Steph72 nous livre son regard sur le sujet, et notamment sur les raisons de la colère des agriculteurs : « À force de ne pas nous écouter et nous presser comme des citrons, le résultat est là ! On a poussé à produire toujours plus et les gains de productivité sont absorbés par l’amont et surtout l’aval !! Sur 100 € de produits alimentaires vendus en magasins, seulement 6,5 € reviennent aux agriculteurs, une honte !! Sans parler des charges qui ont explosé… »
« Le burn-out agricole est là et bien présent », enchaîne Nico, reprenant le terme de la conseillère en communication. Changeant de ton, il propose, que tous les exploitants agricoles se mettent « en arrêt de travail ». « La meilleure façon de se faire entendre », selon lui. « Après sept jours de carence, la MSA verse des indemnités journalières. Ça pourra aider certains à s’acheter de quoi se nourrir. »
Des prix planchers, un moyen pour s’en sortir ?
Certains brandissent les prix planchers comme une solution pour que l’agriculture et les agriculteurs « aillent mieux ». Pour Bouboule, ils sont en effet « indispensables », et « il faut taxer tous les produits agricoles étrangers qui rentrent en France pour qu’ils coûtent plus cher que ceux produits dans notre pays ». Mais « ces prix planchers ne peuvent être que l’émanation d’un prix de revient collectif », précise Grrr. JFD confirme : « Il faut des prix planchers basés sur les coûts de production, pour les filières lait et viande en priorité (c’est-à-dire qui tiennent compte des coûts de l’alimentation, frais vétérinaires, amortissements des bâtiments et matériels, crédits, charges sociales, frais de gestion, impôts, prix du GNR, etc. »

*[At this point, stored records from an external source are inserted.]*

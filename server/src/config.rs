use std::net::SocketAddr;
use std::path::PathBuf;

use clap::Parser;

/// Default location of the exported readmission model.
pub const DEFAULT_MODEL_PATH: &str = "readmission_risk_model.json";

#[derive(Parser, Debug, Clone)]
#[command(name = "tibasasa-server")]
#[command(about = "TibaSasa - appointment scheduling and readmission risk API")]
#[command(version)]
pub struct ServerConfig {
    /// Address to listen on
    #[arg(long, env = "TIBASASA_BIND_ADDR", default_value = "0.0.0.0:3000")]
    pub bind: SocketAddr,

    /// Path to the readmission risk model artifact (JSON)
    #[arg(long, env = "TIBASASA_MODEL_PATH", default_value = DEFAULT_MODEL_PATH)]
    pub model_path: PathBuf,
}

impl Default for ServerConfig {
    fn default() -> Self {
        Self {
            bind: SocketAddr::from(([0, 0, 0, 0], 3000)),
            model_path: PathBuf::from(DEFAULT_MODEL_PATH),
        }
    }
}
use std::collections::HashMap;
use std::sync::{Arc, Mutex, PoisonError};

use tibasasa_core::{RiskScorer, Session};
use uuid::Uuid;

/// Live sessions keyed by id.
///
/// The lock is held for exactly one synchronous core call, never across an
/// `.await`.
#[derive(Debug, Default)]
pub struct SessionManager {
    sessions: Mutex<HashMap<Uuid, Session>>,
}

impl SessionManager {
    pub fn new() -> Self {
        Self::default()
    }

    /// Open a session seeded with the sample patient and doctor.
    pub fn create(&self) -> Uuid {
        let session = Session::seeded();
        let id = session.id;
        self.lock().insert(id, session);
        tracing::info!("✓ Session opened: {}", id);
        id
    }

    /// Tear down a session. Returns `false` if it did not exist.
    pub fn close(&self, id: Uuid) -> bool {
        let removed = self.lock().remove(&id).is_some();
        if removed {
            tracing::info!("✓ Session closed: {}", id);
        }
        removed
    }

    /// Run `f` against the session, or `None` if it does not exist.
    pub fn with_session<R>(&self, id: Uuid, f: impl FnOnce(&mut Session) -> R) -> Option<R> {
        self.lock().get_mut(&id).map(f)
    }

    pub fn len(&self) -> usize {
        self.lock().len()
    }

    pub fn is_empty(&self) -> bool {
        self.lock().is_empty()
    }

    fn lock(&self) -> std::sync::MutexGuard<'_, HashMap<Uuid, Session>> {
        self.sessions.lock().unwrap_or_else(PoisonError::into_inner)
    }
}

#[derive(Clone)]
pub struct AppState {
    pub sessions: Arc<SessionManager>,
    pub scorer: Arc<RiskScorer>,
}

impl AppState {
    pub fn new(scorer: RiskScorer) -> Self {
        Self {
            sessions: Arc::new(SessionManager::new()),
            scorer: Arc::new(scorer),
        }
    }
}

S’ils sont calculés à partir du coût de production.
« Et surtout qui permettent de dégager un salaire décent pour les producteurs. » Il enchaîne : « Les coûts de production peuvent être calculés pour chaque exploitation par les comptables et envoyés au ministère afin d’établir tous les ans une moyenne et de déterminer un prix minimum et juste du litre de lait ou kilo de viande, que chaque acheteur devra obligatoirement respecter, et réajusté en fin d’année s’il y a eu trop d’inflation. »
« #prudence sur les conditions d’application »
Moi-même est sceptique. « Il faut voir les conditions d’application », argue-t-il, craignant que l’amont et l’aval « se collent aux prix planchers sans aucune évolution possible par la suite ». De même que Gibero pour qui « ça sent l’enfumage ». Il veut, comme garde-fou, « la notion de coût de production couvert inscrite dans le marbre pour toutes les productions ». Jean partage son opinion. Il suspecte « un coup fumant, des mesures qui n’en seront pas vraiment en réalité, soit de la com', encore de la com', que de la com' ! » Il complète : « Les prix planchers, ça va être quoi ? 100 €/t de blé, 150 €/1 000 l lait, 2€/ kg de carcasse de viande bovine et 1,50 €/ kg vif de broutard ?? »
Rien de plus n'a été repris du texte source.